use std::path::{Path, PathBuf};

use pkgrecv_logging::{sanitize_for_log, sanitize_path};

use crate::collaborators::PostReceiveContext;
use crate::context::ReceptionContext;
use crate::files::{move_file, remove_dir_quietly, remove_quietly};
use crate::models::{
    CatalogEntry, CorrelationId, FocusTarget, ImportInstructions, Manifest, TransferLogDirection,
    TransferLogEntry, TransferRequest,
};
use crate::naming::{sanitize_file_stem, unique_package_path};
use crate::{AppError, AppResult, FailureKind};

/// One row of the import policy table.
#[derive(Debug, Clone, Copy, PartialEq, Eq)]
pub struct PolicyRow {
    pub extract: bool,
    pub register: bool,
    pub delete_archive: bool,
    pub persist_catalog: bool,
}

impl PolicyRow {
    const fn new(
        extract: bool,
        register: bool,
        delete_archive: bool,
        persist_catalog: bool,
    ) -> Self {
        Self {
            extract,
            register,
            delete_archive,
            persist_catalog,
        }
    }

    pub const fn of(instructions: ImportInstructions) -> Self {
        match instructions {
            ImportInstructions::ImportDelete => Self::new(true, true, true, false),
            ImportInstructions::ImportNoDelete => Self::new(true, true, false, true),
            ImportInstructions::NoImportDelete => Self::new(true, false, true, false),
            ImportInstructions::NoImportNoDelete => Self::new(true, false, false, false),
        }
    }
}

/// A verified archive handed to the policy engine.
#[derive(Debug, Clone, Copy)]
pub struct PolicyInput<'a> {
    pub correlation_id: CorrelationId,
    pub archive_path: &'a Path,
    pub request: &'a TransferRequest,
    /// Manifest read from the archive before extraction.
    pub manifest: &'a Manifest,
    pub content_hash: &'a str,
    pub size_bytes: u64,
}

#[derive(Debug, Clone, PartialEq)]
pub struct PolicyOutcome {
    pub manifest: Manifest,
    pub row: PolicyRow,
    /// Where the archive was kept, for policies that keep it.
    pub saved_path: Option<PathBuf>,
    pub registered_entries: usize,
    pub map_item_failures: usize,
    pub focus: Option<FocusTarget>,
}

pub struct ImportPolicyEngine<'a> {
    context: &'a ReceptionContext,
}

fn extraction_failed(error: AppError) -> AppError {
    if error.kind() == FailureKind::Extraction {
        return error;
    }
    let source_code = error.code.clone();
    error
        .with_code("extract_failed", "Failed to extract package")
        .with_context("sourceCode", source_code)
}

fn focus_for(manifest: &Manifest, row: PolicyRow) -> Option<FocusTarget> {
    if !row.delete_archive {
        return Some(FocusTarget::Package(manifest.uid.clone()));
    }
    if manifest.map_item_count() == 1 && manifest.file_count() >= 1 {
        return manifest
            .map_items()
            .next()
            .and_then(|entry| entry.uid())
            .map(|uid| FocusTarget::MapItem(uid.to_string()));
    }
    None
}

impl<'a> ImportPolicyEngine<'a> {
    pub fn new(context: &'a ReceptionContext) -> Self {
        Self { context }
    }

    /// Runs extraction, keep-or-delete, catalog persistence, registration
    /// and post-receive dispatch for one archive, in that order.
    ///
    /// Returns `registration_failed` when any file entry is missing after
    /// extraction or is rejected by the registrar; by then every entry has
    /// been attempted and the keep/delete step has already run.
    pub fn apply(&self, input: PolicyInput<'_>) -> AppResult<PolicyOutcome> {
        let instructions = input.manifest.import_instructions;
        let row = PolicyRow::of(instructions);
        let working_root = self.working_root(input.manifest, input.correlation_id);

        let mut manifest = self.extract(input.archive_path, &working_root, row)?;
        let saved_path = self.keep_or_delete(&input, &mut manifest, &working_root, row)?;

        let mut failures = 0usize;
        let mut registered_entries = 0usize;
        let mut map_item_failures = 0usize;
        for entry in manifest.entries.iter().filter(|entry| !entry.is_ignore()) {
            if !entry.is_file() {
                if row.register
                    && let Err(error) = self.context.registrar.register_map_item(entry)
                {
                    map_item_failures += 1;
                    tracing::warn!(
                        event = "registration_map_item_failed",
                        correlation_id = %input.correlation_id,
                        uid = entry.uid().unwrap_or_default(),
                        error_code = error.code.as_str(),
                    );
                }
                continue;
            }

            let local = entry
                .local_path()
                .map(Path::new)
                .filter(|path| path.starts_with(&working_root) && path.is_file());
            let Some(local) = local else {
                failures += 1;
                tracing::warn!(
                    event = "manifest_entry_missing",
                    correlation_id = %input.correlation_id,
                    entry = %sanitize_for_log(entry.local_path().unwrap_or_default()),
                );
                continue;
            };
            if !row.register {
                continue;
            }

            match self
                .context
                .registrar
                .register_file_entry(local, &entry.parameters)
            {
                Ok(()) => registered_entries += 1,
                Err(error) => {
                    failures += 1;
                    tracing::warn!(
                        event = "registration_entry_failed",
                        correlation_id = %input.correlation_id,
                        path = %sanitize_path(local),
                        error_code = error.code.as_str(),
                        error_detail = %error,
                    );
                }
            }
        }

        if failures > 0 {
            let file_count = manifest.files().filter(|entry| !entry.is_ignore()).count();
            return Err(AppError::new(
                "registration_failed",
                format!("{failures} of {file_count} package files could not be imported"),
            )
            .with_context("failedEntries", failures.to_string())
            .with_context("fileEntries", file_count.to_string()));
        }

        if let Some(action) = manifest.post_receive_action() {
            let dispatch = self.context.dispatcher.dispatch(
                action,
                PostReceiveContext {
                    correlation_id: input.correlation_id,
                    sender_name: input.request.sender.display(),
                    manifest: &manifest,
                },
            );
            if let Err(error) = dispatch {
                tracing::warn!(
                    event = "post_receive_dispatch_failed",
                    correlation_id = %input.correlation_id,
                    action = %sanitize_for_log(action),
                    error_code = error.code.as_str(),
                );
            }
        }

        self.context.record_transfer(TransferLogEntry {
            direction: TransferLogDirection::Received,
            label: input.request.transfer_name.clone(),
            description: format!(
                "{} from {}",
                instructions,
                input.request.sender.display()
            ),
            size_bytes: input.size_bytes,
            at_ms: self.context.now_millis(),
        });

        tracing::info!(
            event = "policy_applied",
            correlation_id = %input.correlation_id,
            policy = instructions.as_str(),
            registered_entries,
            saved = saved_path.is_some(),
        );
        let focus = focus_for(&manifest, row);
        Ok(PolicyOutcome {
            manifest,
            row,
            saved_path,
            registered_entries,
            map_item_failures,
            focus,
        })
    }

    fn working_root(&self, manifest: &Manifest, correlation_id: CorrelationId) -> PathBuf {
        let extract_root = &self.context.settings.extract_root;
        let stem = sanitize_file_stem(manifest.uid.as_str());
        let root = extract_root.join(&stem);
        if root.exists() {
            // an earlier copy of this package may still be in use
            return extract_root.join(format!("{stem}-{}", correlation_id.0));
        }
        root
    }

    fn extract(&self, archive: &Path, working_root: &Path, row: PolicyRow) -> AppResult<Manifest> {
        let extracted = if row.extract {
            self.context.decoder.extract_manifest(archive, working_root)
        } else {
            self.context.decoder.manifest_only(archive)
        };

        extracted.map_err(|error| {
            remove_dir_quietly(working_root, "extract_cleanup_failed");
            tracing::warn!(
                event = "extract_failed",
                archive = %sanitize_path(archive),
                error_code = error.code.as_str(),
                error_detail = %error,
            );
            extraction_failed(error)
        })
    }

    fn keep_or_delete(
        &self,
        input: &PolicyInput<'_>,
        manifest: &mut Manifest,
        working_root: &Path,
        row: PolicyRow,
    ) -> AppResult<Option<PathBuf>> {
        if row.delete_archive {
            remove_quietly(input.archive_path, "policy_archive_delete_failed");
            manifest.path = None;
            return Ok(None);
        }

        let settings = &self.context.settings;
        let target = unique_package_path(
            &settings.package_dir,
            input.request.transfer_name.as_str(),
            settings.max_rename_attempts,
        );
        if let Err(error) = move_file(input.archive_path, &target) {
            remove_dir_quietly(working_root, "extract_cleanup_failed");
            return Err(AppError::new("policy_archive_move_failed", "Failed to save package")
                .with_source(error)
                .with_context("target", sanitize_path(&target)));
        }
        manifest.path = Some(target.to_string_lossy().to_string());

        if row.persist_catalog {
            let entry = CatalogEntry {
                user_label: input.request.transfer_name.clone(),
                content_hash: input.content_hash.to_string(),
                file_path: target.to_string_lossy().to_string(),
                sender_name: input.request.sender.display().to_string(),
                size_bytes: input.size_bytes,
                updated_at_ms: self.context.now_millis(),
            };
            if let Err(error) = self.context.catalog.upsert(entry) {
                remove_quietly(&target, "policy_rollback_failed");
                remove_dir_quietly(working_root, "extract_cleanup_failed");
                let source_code = error.code.clone();
                return Err(error
                    .with_code("policy_catalog_write_failed", "Failed to record saved package")
                    .with_context("sourceCode", source_code));
            }
        }

        tracing::info!(
            event = "package_saved",
            correlation_id = %input.correlation_id,
            path = %sanitize_path(&target),
            cataloged = row.persist_catalog,
        );
        Ok(Some(target))
    }
}

#[cfg(test)]
#[path = "../tests/reception/policy_tests.rs"]
mod tests;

******************************

**What needs to be done:**
Which lines of the data contain the string "join"? Copy each one.

**Final answer:**
        let root = extract_root.join(&stem);
            return extract_root.join(format!("{stem}-{}", correlation_id.0));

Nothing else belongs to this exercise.